Após capitalização, governo terá mais clareza para agir

O governo está literalmente agoniado com o processo de valorização do real, que tem minado a competitividade dos produtos brasileiros em um contexto internacional de países tentando exportar mais para sair da crise econômica. O problema é que a poeira levantada pela capitalização da Petrobrás nas últimas semanas deixou a equipe econômica mais confusa do que o habitual sobre como agir e até agora uma solução que equilibre todos os aspectos que envolvem o câmbio - cuja valorização favorece o controle de preços - não foi encontrada.

Análise: Fábio Graner, O Estado de S.Paulo

30 de setembro de 2010 | 00h00

No vaivém de ideias, propostas e ameaças, o que o governo de fato fez até agora foi somente comprar de forma maciça os dólares que têm entrado no País. Mesmo assim, o Banco Central não conseguiu mudar a tendência da moeda americana.
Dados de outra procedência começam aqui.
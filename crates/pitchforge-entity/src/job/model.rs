//! Job entity model.

use std::cmp::Ordering;

use chrono::{DateTime, Utc};
use serde::{Deserialize, Serialize};
use uuid::Uuid;

use super::priority::JobPriority;

/// Job type used for script ingestion runs.
pub const INGESTION_JOB_TYPE: &str = "ingestion";

/// A unit of queued work.
#[derive(Debug, Clone, PartialEq, Serialize, Deserialize)]
pub struct Job {
    /// Unique job identifier, generated at enqueue time.
    pub id: Uuid,
    /// Job type identifier (e.g., `"ingestion"`).
    pub job_type: String,
    /// Opaque reference to the work to perform.
    pub payload: serde_json::Value,
    /// Job priority.
    pub priority: JobPriority,
    /// Enqueue time.
    pub created_at: DateTime<Utc>,
    /// Earliest time the job may be dequeued.
    pub not_before_at: DateTime<Utc>,
    /// Number of dequeue attempts so far.
    pub attempt: u32,
    /// Last failure description, present after at least one failed attempt.
    pub last_error: Option<String>,
}

impl Job {
    /// Create a new job that is eligible immediately.
    pub fn new(job_type: impl Into<String>, payload: serde_json::Value, priority: JobPriority) -> Self {
        let now = Utc::now();
        Self {
            id: Uuid::now_v7(),
            job_type: job_type.into(),
            payload,
            priority,
            created_at: now,
            not_before_at: now,
            attempt: 0,
            last_error: None,
        }
    }

    /// Override the enqueue time.
    pub fn created_at(mut self, at: DateTime<Utc>) -> Self {
        self.created_at = at;
        if self.not_before_at < at {
            self.not_before_at = at;
        }
        self
    }

    /// Delay eligibility until `at`.
    pub fn not_before(mut self, at: DateTime<Utc>) -> Self {
        self.not_before_at = at;
        self
    }

    /// Whether the job may be dequeued at `now`.
    pub fn is_eligible(&self, now: DateTime<Utc>) -> bool {
        self.not_before_at <= now
    }

    /// Dequeue order: higher priority first, then oldest first.
    ///
    /// Ties on both fall back to the time-ordered id so the order is total.
    pub fn dequeue_order(&self, other: &Self) -> Ordering {
        other
            .priority
            .cmp(&self.priority)
            .then_with(|| self.created_at.cmp(&other.created_at))
            .then_with(|| self.id.cmp(&other.id))
    }
}
//! Application configuration schemas.
//!
//! All configuration structs are deserialized via the `config` crate from
//! TOML files and `PITCHFORGE__`-prefixed environment variables. Every field
//! carries a default so that an empty configuration is valid.

pub mod app;
pub mod auth;
pub mod logging;
pub mod offload;
pub mod pipeline;
pub mod queue;
pub mod scheduler;
pub mod store;

use serde::{Deserialize, Serialize};

use self::app::ServerConfig;
use self::auth::AuthConfig;
use self::logging::LoggingConfig;
use self::offload::OffloadConfig;
use self::pipeline::PipelineConfig;
use self::queue::QueueConfig;
use self::scheduler::SchedulerConfig;
use self::store::{BlobConfig, StoreConfig};

use crate::error::AppError;

/// Root application configuration.
#[derive(Debug, Clone, Default, Serialize, Deserialize)]
pub struct AppConfig {
    /// HTTP server settings.
    #[serde(default)]
    pub server: ServerConfig,
    /// Queue store settings.
    #[serde(default)]
    pub store: StoreConfig,
    /// Blob store settings.
    #[serde(default)]
    pub blobs: BlobConfig,
    /// Job queue retry and batch settings.
    #[serde(default)]
    pub queue: QueueConfig,
    /// Worker offload settings.
    #[serde(default)]
    pub offload: OffloadConfig,
    /// Pipeline orchestration settings.
    #[serde(default)]
    pub pipeline: PipelineConfig,
    /// Interval scheduler settings.
    #[serde(default)]
    pub scheduler: SchedulerConfig,
    /// Scheduler and admin credentials.
    #[serde(default)]
    pub auth: AuthConfig,
    /// Logging settings.
    #[serde(default)]
    pub logging: LoggingConfig,
}

impl AppConfig {
    /// Load configuration from TOML files.
    ///
    /// Merges `config/default` with an environment-specific overlay and
    /// environment variables prefixed with `PITCHFORGE__`.
    pub fn load(env: &str) -> Result<Self, AppError> {
        let config = config::Config::builder()
            .add_source(config::File::with_name("config/default").required(false))
            .add_source(config::File::with_name(&format!("config/{env}")).required(false))
            .add_source(
                config::Environment::with_prefix("PITCHFORGE")
                    .prefix_separator("__")
                    .separator("__")
                    .try_parsing(true),
            )
            .build()
            .map_err(|e| AppError::configuration(format!("Failed to build config: {e}")))?;

        let config: Self = config
            .try_deserialize()
            .map_err(|e| AppError::configuration(format!("Failed to deserialize config: {e}")))?;
        config.validate()?;
        Ok(config)
    }

    /// Load configuration from a single file, without overlays.
    pub fn from_file(path: &str) -> Result<Self, AppError> {
        let config = config::Config::builder()
            .add_source(config::File::with_name(path))
            .build()?;
        let config: Self = config.try_deserialize()?;
        config.validate()?;
        Ok(config)
    }

    /// Check settings that constrain each other.
    ///
    /// A batch pass may claim jobs until the claim window closes and the
    /// last claimed job may run for the longest offload timeout. The process
    /// lock has to outlive both, or a second pass could start while the
    /// first one is still running.
    pub fn validate(&self) -> Result<(), AppError> {
        let job_budget = self
            .offload
            .text_timeout_seconds
            .max(self.offload.ocr_timeout_seconds);
        let worst_case = self.queue.claim_window_seconds.saturating_add(job_budget);
        if worst_case >= self.queue.process_lock_ttl_seconds {
            return Err(AppError::configuration(format!(
                "queue.process_lock_ttl_seconds ({}) must exceed queue.claim_window_seconds ({}) \
                 plus the longest offload timeout ({job_budget})",
                self.queue.process_lock_ttl_seconds, self.queue.claim_window_seconds,
            )));
        }
        Ok(())
    }
}
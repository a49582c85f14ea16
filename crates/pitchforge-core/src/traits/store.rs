//! Queue store trait: the single source of truth for queue state.

use std::time::Duration;

use async_trait::async_trait;
use serde::Serialize;
use serde::de::DeserializeOwned;

use crate::result::AppResult;

/// Trait for queue store backends (Redis or in-memory).
///
/// The job queue, the distributed lock and the run repository only rely on
/// the primitives below. `take` and `set_nx` must be atomic with respect to
/// concurrent callers on every implementation. Backend failures are reported
/// as [`ErrorKind::Storage`](crate::error::ErrorKind::Storage).
#[async_trait]
pub trait QueueStore: Send + Sync + std::fmt::Debug + 'static {
    /// Get a value by key. Returns `None` if the key does not exist or has expired.
    async fn get(&self, key: &str) -> AppResult<Option<String>>;

    /// Set a value, optionally expiring after `ttl`.
    async fn set(&self, key: &str, value: &str, ttl: Option<Duration>) -> AppResult<()>;

    /// Delete a key. Deleting an absent key is not an error.
    async fn delete(&self, key: &str) -> AppResult<()>;

    /// Atomically remove a key and return its value.
    ///
    /// Among concurrent callers for the same key, at most one receives `Some`.
    async fn take(&self, key: &str) -> AppResult<Option<String>>;

    /// Set a value only if the key is absent or expired.
    /// Returns `true` if the value was written.
    async fn set_nx(&self, key: &str, value: &str, ttl: Duration) -> AppResult<bool>;

    /// List all live entries whose key starts with `prefix`.
    async fn scan_prefix(&self, prefix: &str) -> AppResult<Vec<(String, String)>>;

    /// Atomically add `delta` to an integer counter. Returns the new value.
    async fn incr_by(&self, key: &str, delta: i64) -> AppResult<i64>;

    /// Check that the store backend is reachable.
    async fn health_check(&self) -> AppResult<bool>;
}

/// Get a typed value by deserializing from JSON.
pub async fn get_json<T: DeserializeOwned>(
    store: &dyn QueueStore,
    key: &str,
) -> AppResult<Option<T>> {
    match store.get(key).await? {
        Some(value) => Ok(Some(serde_json::from_str(&value)?)),
        None => Ok(None),
    }
}

/// Set a typed value by serializing to JSON.
pub async fn set_json<T: Serialize + Sync + ?Sized>(
    store: &dyn QueueStore,
    key: &str,
    value: &T,
    ttl: Option<Duration>,
) -> AppResult<()> {
    let json = serde_json::to_string(value)?;
    store.set(key, &json, ttl).await
}
//! Ingestion pipeline: step content generation, run persistence and the
//! orchestrator driving the fixed step sequence.

pub mod generator;
pub mod orchestrator;
pub mod repository;

pub use generator::{ContentGenerator, DeterministicGenerator, StepContext};
pub use orchestrator::PipelineOrchestrator;
pub use repository::RunRepository;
Apesar de o dólar perder valor em todo o planeta, fruto do juro real negativo nos Estados Unidos, a moeda brasileira de fato tem sido um dos destinos preferidos dos investidores internacionais, que se aproveitam das taxas de juros mais altas praticadas por aqui.

Passado o processo de venda de ações da Petrobrás, o governo agora tem condições de enxergar com mais clareza e separar o que é especulação com o real, o que é um movimento estrutural de queda do dólar no mundo e o que é apenas um fenômeno causado pelo fato de o Brasil hoje ser uma das economias de maior destaque no mundo, atraindo o capital internacional.